Arbogast a eu des rapports sexuels avec Marie. Il le reconnaît. L’intensité et la violence de leur étreinte a tué la jeune fille. Involontaire... Arbogast n’est pas un meurtrier. Il est lui-même allé voir la police après la découverte du corps. Après treize ans passés en cellule, l’accusé a presque renoncé à se battre, même s’il clame toujours son innocence. Jusqu’au jour où un avocat, un médecin légiste, un journaliste et une photographe décident de former une équipe afin de reprendre l’enquête et de réfuter la thèse de Maul.
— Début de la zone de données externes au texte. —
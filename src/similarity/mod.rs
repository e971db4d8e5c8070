// Similarity: pairwise document similarity between students, per assignment.
//
// Each selected assignment gets its own matrix. Scores are only ever
// compared within one assignment because the lexical metric's IDF is
// computed over that assignment's documents alone.

pub mod download;
pub mod embeddings;
pub mod pairs;
pub mod tfidf;
pub mod traits;

use std::collections::BTreeMap;

use anyhow::Result;
use serde::{Deserialize, Serialize};
use tracing::debug;

use crate::corpus::{Corpus, DocumentRecord, Selection};

pub use embeddings::{EmbeddingCosine, SentenceEmbedder};
pub use pairs::{canonical_pairs, StudentPair};
pub use tfidf::TfIdfCosine;
pub use traits::{EmbeddingProvider, SimilarityMetric};

/// Pairwise scores for the students of one assignment.
#[derive(Debug, Clone, Serialize, Deserialize)]
pub struct SimilarityMatrix {
    pub assignment: String,
    pub metric: String,
    /// Students in sorted order
    pub students: Vec<String>,
    /// Students whose document has no content after normalization
    pub empty: Vec<String>,
    #[serde(with = "pair_scores")]
    pub scores: BTreeMap<StudentPair, f64>,
}

impl SimilarityMatrix {
    /// Score between two students. Symmetric; a student compared with
    /// itself scores 1.0 unless its document is empty.
    pub fn score(&self, a: &str, b: &str) -> Option<f64> {
        if !self.students.iter().any(|s| s == a) || !self.students.iter().any(|s| s == b) {
            return None;
        }
        match StudentPair::new(a, b) {
            Some(pair) => self.scores.get(&pair).copied(),
            None => Some(if self.empty.iter().any(|s| s == a) {
                0.0
            } else {
                1.0
            }),
        }
    }

    /// Pairs from most to least similar.
    pub fn ranked(&self) -> Vec<(&StudentPair, f64)> {
        let mut ranked: Vec<(&StudentPair, f64)> =
            self.scores.iter().map(|(p, s)| (p, *s)).collect();
        ranked.sort_by(|a, b| b.1.total_cmp(&a.1));
        ranked
    }
}

/// One similarity matrix per selected assignment that has any selected
/// documents, in selection order.
pub fn similarity_matrices<M>(
    corpus: &Corpus,
    selection: &Selection,
    metric: &M,
) -> Result<Vec<SimilarityMatrix>>
where
    M: SimilarityMetric + ?Sized,
{
    let selected = corpus.select(selection);
    let mut matrices = Vec::new();

    for assignment in &selection.assignments {
        let docs: Vec<&DocumentRecord> = selected
            .iter()
            .copied()
            .filter(|r| &r.assignment_id == assignment)
            .collect();
        if docs.is_empty() {
            continue;
        }

        let mut students: Vec<String> = docs.iter().map(|d| d.student_id.clone()).collect();
        students.sort();
        let empty = docs
            .iter()
            .filter(|d| d.normalized_text().is_empty())
            .map(|d| d.student_id.clone())
            .collect();

        let pairs = canonical_pairs(&students);
        let scores = metric.pairwise_similarity(&pairs, &docs)?;
        debug!(
            assignment = %assignment,
            metric = metric.name(),
            pairs = pairs.len(),
            "Computed similarity matrix"
        );

        matrices.push(SimilarityMatrix {
            assignment: assignment.clone(),
            metric: metric.name().to_string(),
            students,
            empty,
            scores,
        });
    }

    Ok(matrices)
}

/// JSON object keys must be strings, so pair scores serialize as a list.
mod pair_scores {
    use std::collections::BTreeMap;

    use serde::{Deserialize, Deserializer, Serialize, Serializer};

    use super::StudentPair;

    #[derive(Serialize, Deserialize)]
    struct Entry {
        first: String,
        second: String,
        score: f64,
    }

    pub fn serialize<S: Serializer>(
        scores: &BTreeMap<StudentPair, f64>,
        serializer: S,
    ) -> Result<S::Ok, S::Error> {
        let entries: Vec<Entry> = scores
            .iter()
            .map(|(pair, score)| Entry {
                first: pair.first.clone(),
                second: pair.second.clone(),
                score: *score,
            })
            .collect();
        entries.serialize(serializer)
    }

    pub fn deserialize<'de, D: Deserializer<'de>>(
        deserializer: D,
    ) -> Result<BTreeMap<StudentPair, f64>, D::Error> {
        let entries = Vec::<Entry>::deserialize(deserializer)?;
        Ok(entries
            .into_iter()
            .filter_map(|e| StudentPair::new(e.first, e.second).map(|p| (p, e.score)))
            .collect())
    }
}
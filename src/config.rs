use std::env;
use std::path::PathBuf;

use anyhow::Result;

use crate::similarity::download::{default_model_dir, embedding_files_present, embedding_model_dir};

/// Central configuration loaded from environment variables.
///
/// The .env file is loaded automatically at startup via dotenvy. Analysis
/// parameters (top-k, topic counts, seeds) are not configuration; they are
/// passed to each analysis explicitly.
pub struct Config {
    /// SQLite file holding cached corpora
    pub cache_path: PathBuf,
    /// Root directory for model files; the embedding model lives in a
    /// subdirectory of it
    pub model_dir: PathBuf,
    /// Skip the corpus cache entirely (TEXTMINING_NO_CACHE)
    pub no_cache: bool,
    /// Document roots used when the command line names none
    pub default_roots: Vec<PathBuf>,
}

impl Config {
    /// Load configuration from environment variables. Everything has a
    /// default, so this only fails on unreadable values.
    pub fn load() -> Result<Self> {
        let model_dir = env::var("TEXTMINING_MODEL_DIR")
            .map(PathBuf::from)
            .unwrap_or_else(|_| default_model_dir());

        Ok(Self {
            cache_path: env::var("TEXTMINING_CACHE_PATH")
                .map(PathBuf::from)
                .unwrap_or_else(|_| PathBuf::from("./textmining-cache.db")),
            model_dir,
            no_cache: env::var("TEXTMINING_NO_CACHE")
                .map(|v| parse_flag(&v))
                .unwrap_or(false),
            default_roots: env::var("TEXTMINING_DIRS")
                .map(|v| parse_roots(&v))
                .unwrap_or_default(),
        })
    }

    /// Directory holding the sentence embedding model files.
    pub fn embedding_dir(&self) -> PathBuf {
        embedding_model_dir(&self.model_dir)
    }

    /// Check that the embedding model has been downloaded.
    /// Call this before semantic similarity.
    pub fn require_embedder(&self) -> Result<()> {
        if !embedding_files_present(&self.model_dir) {
            anyhow::bail!(
                "Embedding model files not found in {}\n\
                 Run `textmining download-model` to download them.\n\
                 Or use --metric tfidf for lexical similarity instead.",
                self.embedding_dir().display()
            );
        }
        Ok(())
    }
}

/// "1", "true", "yes" and "on" (any case) are true; everything else false.
pub fn parse_flag(value: &str) -> bool {
    matches!(
        value.trim().to_ascii_lowercase().as_str(),
        "1" | "true" | "yes" | "on"
    )
}

/// Comma-separated paths, blanks dropped.
pub fn parse_roots(value: &str) -> Vec<PathBuf> {
    value
        .split(',')
        .map(str::trim)
        .filter(|s| !s.is_empty())
        .map(PathBuf::from)
        .collect()
}
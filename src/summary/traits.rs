// Summarizer trait: the swap-ready abstraction.

use anyhow::Result;

/// Trait for extractive summarization: a long text in, a short text out.
pub trait Summarizer {
    fn summarize(&self, text: &str) -> Result<String>;
}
Mais Arbogast est démoli. Après toutes ces années d’enfermement, le monde a changé, les modes sont passées, le pays s’est relevé de ses blessures de guerre. Arbogast, lui, vient d’un univers "où règne une autre force de gravité". C’est un homme usé, affaissé, psychologiquement détruit qui assiste au combat de ces hommes et ces femmes pour sa cause. Sans trop se faire d’illusions. La force de Thomas Hettche tient sans aucun doute dans la réussite du personnage central de cette histoire. Un homme brisé, à genoux, totalement à la merci des autres. Un homme dépassé par les événements, incapable d’infléchir son destin. Le style pesant et lent est en totale harmonie avec l’enfer de l’univers carcéral. On sent, on respire, on vit la souffrance d’Arbogast.
A mi-chemin entre le fait divers et le roman, Hettche raconte une formidable erreur judiciaire. Même si l’auteur a parfois tendance à se noyer dans des détails qui n’apportent rien d’essentiel au récit, on se laisse emporter dans ce tourbillon infernal. Cet ouvrage est sombre, hanté par un climat lourd et oppressant. Un univers dont on peine à sortir. Profondément troublant...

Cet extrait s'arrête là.